Sherlock’s nemesis Moriarty
Moriarty is one of Sherlock’s biggest arch-nemesis who constantly challenges Sherlock’s intelligence. If there is anyone who has even come close to Sherlock’s genius, it’s James Moriarty. He’s a professor of socioeconomic status in the books and has also made appearances in both Benedict Cumberbatch and Robert Downey Jr.’s adaptation of Sherlock Holmes. But Enola Holmes 2 gives it a twist by making Moriarty a black woman of common status. She uses the fake name Mira Troy and eventually escapes the police at the end which hints that she might return if there’s a third part of the film and her rivalry with Sherlock might continue.
Doctor John Watson
The end credit scene of the film gave us the biggest surprise of them all.
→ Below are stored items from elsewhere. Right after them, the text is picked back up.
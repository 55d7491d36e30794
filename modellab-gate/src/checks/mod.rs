//! The seven deployment validators.

pub mod artifact;
pub mod compatibility;
pub mod config;
pub mod hyperparameters;
pub mod load_time;
pub mod performance;

pub use artifact::artifact_checksum;
pub use hyperparameters::{schema_for, ParamKind, ParamRule};
pub use load_time::LoadError;
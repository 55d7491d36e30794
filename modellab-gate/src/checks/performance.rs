//! Performance check: metric floors and the suspicion heuristics.
//!
//! Floors are hard failures. Anything that merely smells wrong (a
//! metric scraping past its floor, an outsized train/validation gap)
//! is a warning for the operator.

use crate::config::ModelMetrics;
use crate::result::ValidationCheckResult;
use crate::thresholds::ValidationThresholds;

pub fn validate(
    metrics: &ModelMetrics,
    thresholds: &ValidationThresholds,
) -> ValidationCheckResult {
    let mut result = ValidationCheckResult::passing();

    // ── Loss sanity ──
    if metrics.train_loss < 0.0 {
        result.fail(format!("train_loss is negative ({})", metrics.train_loss));
    }
    if metrics.val_loss < 0.0 {
        result.fail(format!("val_loss is negative ({})", metrics.val_loss));
    }

    // ── Floors ──
    let floors = [
        ("accuracy", metrics.accuracy, thresholds.min_accuracy),
        ("precision", metrics.precision, thresholds.min_precision),
        ("recall", metrics.recall, thresholds.min_recall),
        ("f1", metrics.f1, thresholds.min_f1),
        ("sharpe", metrics.sharpe, thresholds.min_sharpe),
    ];
    for (name, value, floor) in floors {
        result.record(name, value);
        if value < floor {
            result.fail(format!("{name} {value:.4} is below minimum {floor:.4}"));
        } else if value < floor + thresholds.metric_warn_margin {
            result.warn(format!(
                "{name} {value:.4} is within {:.4} of its minimum {floor:.4}",
                thresholds.metric_warn_margin
            ));
        }
    }

    // ── Overfitting signals ──
    let gap = metrics.train_accuracy - metrics.val_accuracy;
    if gap > thresholds.max_overfit_gap {
        result.warn(format!(
            "train/val accuracy gap {gap:.4} exceeds {:.4} (overfitting signal)",
            thresholds.max_overfit_gap
        ));
    }
    if metrics.train_loss > 0.0 && metrics.val_loss > thresholds.loss_ratio_warn * metrics.train_loss
    {
        result.warn(format!(
            "val_loss {:.4} is more than {:.1}x train_loss {:.4}",
            metrics.val_loss, thresholds.loss_ratio_warn, metrics.train_loss
        ));
    }
    if metrics.sharpe > thresholds.suspicious_sharpe {
        result.warn(format!(
            "sharpe {:.2} exceeds {:.2}, check for data leakage",
            metrics.sharpe, thresholds.suspicious_sharpe
        ));
    }

    result
}
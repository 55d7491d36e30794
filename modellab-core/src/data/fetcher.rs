//! Fetch seams and the bounded-retry policy.
//!
//! Everything expensive in this crate flows through one of two traits:
//! `QuoteSource` (daily OHLCV bars for a symbol) or `SeriesSource`
//! (a single observation of a macro series). Concrete providers live
//! outside the cache and registry, which only ever see the traits.
//!
//! All external fetches are wrapped in `RetryPolicy::run`: a fixed
//! number of attempts with exponentially doubling, jittered delays and
//! an overall deadline. Exhausting the policy surfaces the last error
//! to the caller; nothing here swallows failures or caches them.

use crate::domain::DailyBar;
use chrono::NaiveDate;
use rand::Rng;
use std::time::{Duration, Instant};
use thiserror::Error;

/// Structured error types for external data fetches.
#[derive(Debug, Error)]
pub enum FetchError {
    #[error("network unreachable: {0}")]
    NetworkUnreachable(String),

    #[error("rate limited by provider (retry after {retry_after_secs}s)")]
    RateLimited { retry_after_secs: u64 },

    #[error("response format changed: {0}")]
    ResponseFormatChanged(String),

    #[error("symbol not found: {symbol}")]
    SymbolNotFound { symbol: String },

    #[error("series not available: {series}")]
    SeriesUnavailable { series: String },

    #[error("hard stop: provider has blocked requests (circuit breaker tripped)")]
    CircuitBreakerTripped,

    #[error("fetch deadline of {deadline_ms}ms exceeded after {attempts} attempt(s)")]
    DeadlineExceeded { deadline_ms: u64, attempts: u32 },

    #[error("fetch error: {0}")]
    Other(String),
}

impl FetchError {
    /// Whether another attempt could plausibly succeed.
    ///
    /// Missing symbols and tripped breakers are terminal; transient
    /// network conditions and throttling are worth retrying.
    pub fn is_retryable(&self) -> bool {
        matches!(
            self,
            FetchError::NetworkUnreachable(_)
                | FetchError::RateLimited { .. }
                | FetchError::Other(_)
        )
    }
}

/// Bounded retry with exponential backoff and an overall deadline.
#[derive(Debug, Clone)]
pub struct RetryPolicy {
    /// Total attempts, including the first.
    pub max_attempts: u32,
    /// Delay before the second attempt; doubles each attempt after.
    pub base_delay: Duration,
    /// Backoff ceiling.
    pub max_delay: Duration,
    /// Wall-clock budget for the whole operation, across all attempts.
    pub overall_deadline: Duration,
}

impl Default for RetryPolicy {
    fn default() -> Self {
        Self {
            max_attempts: 5,
            base_delay: Duration::from_millis(250),
            max_delay: Duration::from_secs(8),
            overall_deadline: Duration::from_secs(30),
        }
    }
}

impl RetryPolicy {
    /// A policy that never sleeps, for tests and in-process sources.
    pub fn immediate(max_attempts: u32) -> Self {
        Self {
            max_attempts,
            base_delay: Duration::ZERO,
            max_delay: Duration::ZERO,
            overall_deadline: Duration::from_secs(30),
        }
    }

    /// Backoff before attempt `attempt` (1-based; attempt 1 has none).
    /// Jittered up to +25% so concurrent callers don't re-collide.
    fn delay_before(&self, attempt: u32) -> Duration {
        if attempt <= 1 || self.base_delay.is_zero() {
            return Duration::ZERO;
        }
        let doubled = self.base_delay * 2u32.saturating_pow(attempt - 2);
        let capped = doubled.min(self.max_delay);
        let jitter = rand::thread_rng().gen_range(0.0..0.25);
        capped.mul_f64(1.0 + jitter)
    }

    /// Run `op` under this policy.
    ///
    /// Stops early on non-retryable errors. When the deadline expires
    /// between attempts the *last provider error* is returned if one
    /// exists, since it is more actionable than a generic timeout.
    pub fn run<T>(
        &self,
        mut op: impl FnMut() -> Result<T, FetchError>,
    ) -> Result<T, FetchError> {
        let started = Instant::now();
        let mut last_error: Option<FetchError> = None;

        for attempt in 1..=self.max_attempts.max(1) {
            let delay = self.delay_before(attempt);
            if started.elapsed() + delay >= self.overall_deadline {
                return Err(last_error.unwrap_or(FetchError::DeadlineExceeded {
                    deadline_ms: self.overall_deadline.as_millis() as u64,
                    attempts: attempt - 1,
                }));
            }
            if !delay.is_zero() {
                std::thread::sleep(delay);
            }

            match op() {
                Ok(value) => return Ok(value),
                Err(e) if e.is_retryable() => {
                    tracing::debug!(attempt, error = %e, "fetch attempt failed, will retry");
                    last_error = Some(e);
                }
                Err(e) => return Err(e),
            }
        }

        Err(last_error.unwrap_or(FetchError::DeadlineExceeded {
            deadline_ms: self.overall_deadline.as_millis() as u64,
            attempts: self.max_attempts,
        }))
    }
}

/// Daily OHLCV bars for a symbol, up to and including the as-of date.
///
/// Implementations must never return bars dated after `as_of`: the
/// lookahead guard lives at this seam, not in every extractor.
pub trait QuoteSource: Send + Sync {
    /// Human-readable name of this source.
    fn name(&self) -> &str;

    /// Fetch bars for `symbol` ending at `as_of` (inclusive).
    fn fetch_bars(&self, symbol: &str, as_of: NaiveDate) -> Result<Vec<DailyBar>, FetchError>;

    /// Whether the source is currently usable (not banned, not throttled).
    fn is_available(&self) -> bool {
        true
    }
}

/// One observation of a named external series as of a date.
///
/// This is the generic `fetch(series, asOfDate) -> raw data` collaborator
/// interface: the tiered cache wraps calls to it, the cache itself never
/// knows which provider sits behind the trait.
pub trait SeriesSource: Send + Sync {
    /// Human-readable name of this source.
    fn name(&self) -> &str;

    /// Fetch the observation of `series` effective at `as_of`.
    fn fetch(&self, series: &str, as_of: NaiveDate) -> Result<serde_json::Value, FetchError>;
}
Doctor John Watson is known as Sherlock’s devoted friend and associate who has a major role to play in all his stories. Now that the character has been introduced in this film as well, it marks the beginning of Sherlock Holmes and Doctor John Watson’s adventures in the Enola Holmes universe.
Sherlock Holmes’ tortoise, Clyde
One of the things we spot in Sherlock Holmes’ famous yet unorganized house is a tortoise paperweight on the floor that is kept on some documents. This is an ode to Sherlock’s tortoise Clyde who he had found in one of his cases.
Sherlock’s famous violin
One of the clues from the movie is a sheet of violin notes that Sherlock plays to find out if it’s of any help. Sherlock is known to play his famous fiddle as he is said to be remarkable at playing violin and often found it easier to think as it blurs out the rest of the surroundings for him.
Sherlock Holmes’ substance abuse
The first time we see Sherlock Holmes in this film is when he is thrown out of a bar for indulging in too much wine. This is still a very family-friendly version of his addictions that we get to see probably because Enola Holmes caters to a much younger audience. But it definitely foreshadows how knee-deep he will be in his addictions as written in the books.
Sherlock’s tendency to be alone
Even after having two siblings, Mycroft and Enola, and a loyal friend like Dr. Watson, Sherlock has always preferred being a lone wolf. Even though Watson accompanied him in all his cases, he still kept some important information only to himself. He describes himself as never a very sociable fellow. The scene where he tells Enola “Don’t turn into me” is in reference to his tendency to be alone which affected his work and personal relationships.